Member of the Flemish Parliament
- Incumbent
- Assumed office 2014

Vice-chairman of the N-VA
- Incumbent
- Assumed office 2018
- Preceded by: Cieltje Van Achter

Personal details
- Born: 12 April 1976 (age 50) Leuven, Belgium
- Party: N-VA (2013-) Open VLD (2010-2013)

= Lorin Parys =

Belgian lawyer and politician (born 1976)

Lorin Parys (born 1976) is a Belgian politician and lawyer affiliated to the New Flemish Alliance party.

== Biography ==
Parys studied law at the University of Namur, KU Leuven, followed by Stellenbosch University in South Africa and the New York University School of Law. He then worked for a legal company in New York City.

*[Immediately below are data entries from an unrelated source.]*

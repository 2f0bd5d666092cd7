/*!

# Work in Progress

This is a work-in-progress, and like everything I do in Rust these
days, the real purpose is to be educational.

# The Problem

I want a keyboard that knows how hard it was hit. A musical keyboard,
for playing notes into a synth, where a gentle touch comes out quiet
and a hard strike comes out loud. MIDI calls this "velocity".

The usual trick, and the one I am using, is two switches under every
key. One closes near the top of the key's travel, the other at the
bottom. Hit the key hard and the two close within a few milliseconds
of each other; press it gently and it might take a tenth of a second.
Measure that time, turn it into a number from 0 to 255, done.

Except that "done" hides most of the fun.

## Lay of the Land

- 54 keys, so 108 switches, plus a few control buttons.

- Nobody has 117 spare GPIO lines, so the switches sit in a matrix:
  13 rows by 9 columns, a diode on every switch. Drive one column,
  read all 13 rows, next column.

- This is Raspberry Pi hardware, so I am again using the
  [rppal](https://docs.rs/rppal/latest/rppal/) crate for GPIO.

## Scanning Without Burning the CPU

Scanning the matrix every millisecond forever works, but it is a
silly way to spend a CPU when the keyboard is mostly sitting
there. So when nothing is pressed I drive every column, arm a
rising-edge interrupt on every row, and go to sleep. The first edge
wakes up the scanner, which scans every millisecond until every switch
has been released and settled again, and then goes back to sleep.

If the interrupts can't be had the scanner falls back to a slow poll.

## Debouncing, Again

Last time (the Keybow) I used a thread per key, sleeping until the
bouncing stopped. That doesn't fit a matrix, where I only see a
switch when I scan it. So this time each switch gets an integrator:
count up while the sample disagrees with what we believe, count down
while it agrees, flip when the count reaches the threshold. Presses
flip on the first sample (I want that timing to be as sharp as I can
get it), releases have to hold for a few milliseconds.

## One Scheduler for Everything

Two things need to happen "later": the next scan pass, and giving up
on a key whose bottom switch never arrived. Rather than a thread for
each, there is one scheduler: an ordered queue of jobs, worked off by
one thread that parks until the next job is due. Or, on hardware that
has one, by a one-shot timer interrupt.

Time is a microsecond counter that wraps every 71 minutes. All the
comparisons are done on wrapping differences, and there are tests
that start the clock a few milliseconds before the wrap to prove it.

## Events

Clients register for the key events they want, exactly like with the
Keybow: a press mask, a release mask, a queue length. Any number of
threads, or tokio tasks, can register, come and go as they please.

# Examples

At the moment `src/main.rs` is a fairly minimal example. On the real
keyboard it prints key events until you press Back. Anywhere else it
plays a few simulated strikes and prints what they came out as.

Try `RUST_LOG=velokeys=debug cargo run`.

 */

use std::sync::atomic::{AtomicBool, Ordering};
use std::sync::Arc;
use std::thread;
use std::time::Duration;

use log::info;

use velokeys::velokeys;

/// Simple main() function, at this point mostly an example for using
/// `velokeys` module.
fn main() -> anyhow::Result<()> {
    env_logger::init();

    let config = velokeys::KeyboardConfig::default();
    let clock: Arc<dyn velokeys::Clock> = Arc::new(velokeys::SystemClock::new());

    match velokeys::hw_specific::RppalMatrixPins::new(&config.geometry) {
        Ok(pins) => play(&velokeys::Keyboard::new(config, pins, clock)?),
        Err(e) => {
            println!(
                "No {} here ({e}), simulating instead…",
                velokeys::hw_specific::HARDWARE_NAME
            );
            simulate(config, clock)
        }
    }
}

/// Print key events until Back is pressed.
fn play(keyboard: &velokeys::Keyboard) -> anyhow::Result<()> {
    let quit = Arc::new(AtomicBool::new(false));
    let quit_cloned = quit.clone();
    keyboard.control_keys().add_listener(move |key| {
        println!("Control key {key:?}");
        if *key == velokeys::ControlKey::Back {
            quit_cloned.store(true, Ordering::SeqCst);
        }
        true
    });

    let everything = vec![true; keyboard.num_keys()];
    let mut reg = keyboard.register_events(&everything, &everything, 64, Duration::MAX);
    keyboard.start()?;
    println!("Play some notes, Back to quit…");

    while !quit.load(Ordering::SeqCst) {
        if let Some(event) = reg.wait_next_key_event(Duration::from_millis(250)) {
            print_event(&event);
        }
    }

    keyboard.stop();
    Ok(())
}

/// A few strikes on a simulated keyboard, soft to hard.
fn simulate(config: velokeys::KeyboardConfig, clock: Arc<dyn velokeys::Clock>) -> anyhow::Result<()> {
    let sim = velokeys::sim::SimMatrix::new(&config.geometry);
    let keyboard = velokeys::Keyboard::new(config, sim.clone(), clock)?;

    let everything = vec![true; keyboard.num_keys()];
    let reg = keyboard.register_events(&everything, &everything, 64, Duration::from_millis(300));
    keyboard.start()?;

    // (key row, column, milliseconds from upper to lower switch)
    let strikes: [(u8, u8, u64); 5] = [(0, 0, 80), (1, 4, 40), (2, 2, 15), (3, 8, 3), (5, 5, 150)];
    let player = thread::spawn(move || {
        for (key_row, col, upper_to_lower_ms) in strikes {
            let (upper, lower) = (key_row * 2, key_row * 2 + 1);
            sim.press(upper, col);
            thread::sleep(Duration::from_millis(upper_to_lower_ms));
            sim.press(lower, col);
            thread::sleep(Duration::from_millis(100));
            sim.release(lower, col);
            sim.release(upper, col);
            thread::sleep(Duration::from_millis(50));
        }
    });

    // Iterator ends once nothing happens for `iter_timeout`.
    for event in reg {
        print_event(&event);
    }
    if player.join().is_err() {
        anyhow::bail!("simulated player panicked");
    }

    keyboard.stop();
    info!("simulation done");
    Ok(())
}

fn print_event(event: &velokeys::KeyEvent) {
    match event.key_position {
        velokeys::KeyPosition::Down => println!(
            "key {:2} (row {}, col {}) down, velocity {:3}   #{}",
            event.key_index, event.row, event.col, event.velocity, event.event_num
        ),
        velokeys::KeyPosition::Up => println!(
            "key {:2} (row {}, col {}) up                #{}",
            event.key_index, event.row, event.col, event.event_num
        ),
    }
}
//! Per-switch debouncing.
//!
//! A variation of the integrator debounce described at
//! <https://www.kennethkuhn.com/electronics/debounce.c>: every update
//! where the sample disagrees with the latched state counts up by the
//! elapsed time, every update where it agrees counts back down. Once
//! the count reaches the threshold the state flips and the count
//! starts over.
//!
//! With a press threshold of 0 a press latches on the very first
//! active sample ("instant activate") while releases still have to
//! hold for `release_threshold_ms`.

use static_assertions::const_assert;

pub const DEBOUNCE_COUNTER_BITS: u32 = 14;
pub const DEBOUNCE_COUNTER_MAX: u16 = (1 << DEBOUNCE_COUNTER_BITS) - 1;

const_assert!(DEBOUNCE_COUNTER_BITS < 16);

#[derive(Debug, Clone, Copy, PartialEq, Eq)]
pub struct DebounceConfig {
    /// Duration a switch must be pressed to latch as pressed.
    pub press_threshold_ms: u32,

    /// Duration a switch must be released to latch as released.
    pub release_threshold_ms: u32,
}

#[derive(Debug, Clone, Copy, Default, PartialEq, Eq)]
/// Debounce state of one switch. There is one per matrix cell.
pub struct DebounceState {
    pressed: bool,
    changed: bool,

    /// Always within `0..=DEBOUNCE_COUNTER_MAX`.
    counter: u16,
}

impl DebounceState {
    pub const fn new() -> DebounceState {
        DebounceState {
            pressed: false,
            changed: false,
            counter: 0,
        }
    }

    /// Feed one sample. `elapsed_ms` is the time since the previous
    /// update.
    pub fn update(&mut self, active: bool, elapsed_ms: u32, config: &DebounceConfig) {
        self.changed = false;

        if active == self.pressed {
            self.decrement_counter(elapsed_ms);
            return;
        }

        if u32::from(self.counter) < self.threshold(config) {
            self.increment_counter(elapsed_ms);
            return;
        }

        self.pressed = !self.pressed;
        self.counter = 0;
        self.changed = true;
    }

    /// Whether the switch is latched as pressed, or might be pressed
    /// and the debouncer has not made up its mind yet. While any cell
    /// says true the scanner keeps polling quickly.
    pub fn is_active(&self) -> bool {
        self.pressed || self.counter > 0
    }

    pub fn is_pressed(&self) -> bool {
        self.pressed
    }

    /// Whether the latched state flipped on the most recent update.
    pub fn get_changed(&self) -> bool {
        self.changed
    }

    pub fn counter(&self) -> u16 {
        self.counter
    }

    fn threshold(&self, config: &DebounceConfig) -> u32 {
        if self.pressed {
            config.release_threshold_ms
        } else {
            config.press_threshold_ms
        }
    }

    fn increment_counter(&mut self, elapsed_ms: u32) {
        let sum = u32::from(self.counter).saturating_add(elapsed_ms);
        self.counter = sum.min(u32::from(DEBOUNCE_COUNTER_MAX)) as u16;
    }

    fn decrement_counter(&mut self, elapsed_ms: u32) {
        self.counter = u32::from(self.counter).saturating_sub(elapsed_ms) as u16;
    }
}
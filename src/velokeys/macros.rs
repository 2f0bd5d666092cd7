/** Prints to stderr, does not append a new line, and immediately
 * flushes output.
 *
 * This is the debug version, there is a no-op non-debug version,
 * too. To build with non-debug version do not build with `--features
 * debug_waveform_print`.
 */
#[cfg(feature = "debug_waveform_print")]
#[macro_export]
macro_rules! debug_waveform {
    ($( $args:expr ),*) => { eprint!( $( $args ),* ); let _ = std::io::Write::flush(&mut std::io::stderr()); }
}

/** No-op, non-debug version of the macro.
 *
 *  The other, debug, version prints to stderr, does not append a new
 *  line, and immediately flushes output. It draws an ASCII-ish
 *  "waveform" of what the matrix scanner is doing:
 *
 *  - `>` an edge interrupt woke the scanner.
 *
 *  - `.` one scan pass.
 *
 *  - `<` interrupts re-armed, the scanner is idle.
 *
 *  - `~` idle without interrupts, polling slowly.
 *
 *  So a quick tap looks something like `>......<`.
 *
 *   To run the debug version:
 *
 * ```sh
 *   cargo run --features debug_waveform_print
 * ```
 */
#[macro_export]
#[cfg(not(feature = "debug_waveform_print"))]
macro_rules! debug_waveform {
    ($( $args:expr ),*) => {};
}
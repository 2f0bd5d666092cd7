//! Something that owns a thread of its own.

use std::thread;

use crate::velokeys::KError;

/// A long running body of work, given its own thread by `spawn()`.
pub trait Runnable: Send + 'static {
    fn run(&mut self);
}

/// Start `runnable` on a new named thread.
///
/// # Errors
///
/// Will return `KError::Spawn` if the OS refuses to create the thread.
pub fn spawn<R: Runnable>(name: &str, mut runnable: R) -> Result<thread::JoinHandle<()>, KError> {
    thread::Builder::new()
        .name(name.to_string())
        .spawn(move || runnable.run())
        .map_err(|source| KError::Spawn {
            name: name.to_string(),
            source,
        })
}

#[cfg(test)]
mod tests {
    use super::*;

    struct Counter {
        sender: crossbeam_channel::Sender<String>,
    }

    impl Runnable for Counter {
        fn run(&mut self) {
            let name = thread::current().name().unwrap_or("").to_string();
            self.sender.send(name).unwrap();
        }
    }

    #[test]
    fn runs_on_named_thread() {
        let (sender, receiver) = crossbeam_channel::bounded(1);
        let handle = spawn("counter", Counter { sender }).unwrap();
        handle.join().unwrap();
        assert_eq!(receiver.recv().unwrap(), "counter");
    }
}
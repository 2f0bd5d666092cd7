pub mod velokeys;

After returning to Belgium, he started his political career with the Open VLD and was in second place on the Open VLD list for the House of Representatives in the 2010 elections, but was not elected. In December 2013, he switched parties to the N-VA. In the 2019 Belgian regional elections, he was elected on the N-VA's list to the Flemish Parliament representing the Flemish Brabant constituency. In parliament, he has focused on policy related to the COVID-19 pandemic. In 2021, he was elected vice-chairman of the N-VA along with Valerie Van Peel but later stepped down from the role and suspended political duties after accepting a job in the private sector.